Ask and ye shall receive: Yesterday I was rolling over my one-week 5.20% CD with my local bank. On a whim, I asked if they could raise it to 5.25% (a number I plucked out of the air). They said they could do 5.22%, which, as they say in Australia, is better than a slap in the belly with a cold fish.

The American Express Centurion card. My friend has one. It's the black one, their top of the line. When he comes to New York, he gets a great deal on a hotel room and two massages, all breakfasts for two, and one dinner free. He also gets a free round-trip limo to the airport. He emailed me, "I can't afford not to come to New York." I'm joining him on Monday for the free breakfast. Last time I had breakfast with him, I felt guilty about the bill. It was nearly $100 for orange juice and muffins. This time, with AMEX paying, I'm having Kobe steak.

In Microsoft Outlook, change Drafts to Inbox: Type part of an email. Suddenly the phone rings, an interruption. Forget to send it. The brain will think you sent it. Which is annoying later because you didn't. Sadly, Outlook hides your half-completed email in a folder called "drafts." Solve this idiocy by saving your half-completed emails in a place you'll find them -- in your inbox, the place you spend most of your time.

Here's how to do that: Tools / Options / Email options / Advanced Email options / change to Inbox.

LLBean creates Gore-Tex clone: Also called the power of branding. Gore-Tex is waterproof, so is LLBean TEK2.5 material. But one is much cheaper than the other. Check out the TEK2.5 $59 Trail model rain jacket and the $149 Gore-Tex rain jacket.

The $145 Gore-Tex model
The $59 TEK2.5 model

You can understand my obsession with staying dry, given all the rain we've had in recent days. I bought the Gore-Tex model before I realized my dumb mistake.
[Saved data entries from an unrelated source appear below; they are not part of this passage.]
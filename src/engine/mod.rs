//! Binding engine - bound nodes and the registry that fans out to them.
//!
//! The engine manages the core structures:
//! - Registry: scan/classify, variable-keyed fan-out, pointer routing
//! - BoundNode: the shared node shape with a tagged behavior variant
//! - Kind modules: display, adjustable, table, plot, selection
//!
//! # Architecture
//!
//! A scan pass walks a snapshot of the document tree, classifies every
//! element carrying binding attributes, and registers one node per binding
//! under each variable it depends on. Model mutations then fan out through
//! `Registry::update`; highlight changes through
//! `Registry::set_variable_hovering`.

pub mod adjustable;
pub mod display;
pub mod node;
pub mod plot;
pub mod registry;
pub mod selection;
pub mod table;

pub use adjustable::{AdjustState, Bounds};
pub use node::{BoundNode, NodeKind};
pub use plot::PlotState;
pub use registry::Registry;
pub use selection::SelectionNode;
pub use table::TableState;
The Internet is full of contradictions: Zappos sells Rockport shoes for more than Rockport does. Bargain airline sites are often more expensive than going to the airlines direct. Ditto for hotels. Often, you get a better deal by calling the supplier directly. I once negotiated a first class upgrade (from business) to Kuala Lumpur on Malayasian Air by simply arguing it was a quick trip and I needed the sleep.

Three more great talks from TED worth watching:

+ Jennifer Lin: Magical Improv from a 14-year old pianist. About this talk:

"If you follow only one link from this blog in your life, let it be [this one]," wrote Freakonomics author Steven Levitt, pointing his readers toward this performance by pianist and composer Jennifer Lin. Lin, then 14, starts by playing Joseph Hoffman’s "Kaleidoscope," then Robert Schumann's "Abegg Variations." She talks about the process of composition and discusses the state of flow, when she can improvise beautiful music instantly -- a state of mind that cannot be forced. Lin invites audience member Goldie Hawn to choose a random sequence of notes, from which she improvises a beautiful and surprisingly moving piece, known to draw tears even via podcast. She finishes with a lightning performance of Jack Fina's "Bumble Boogie."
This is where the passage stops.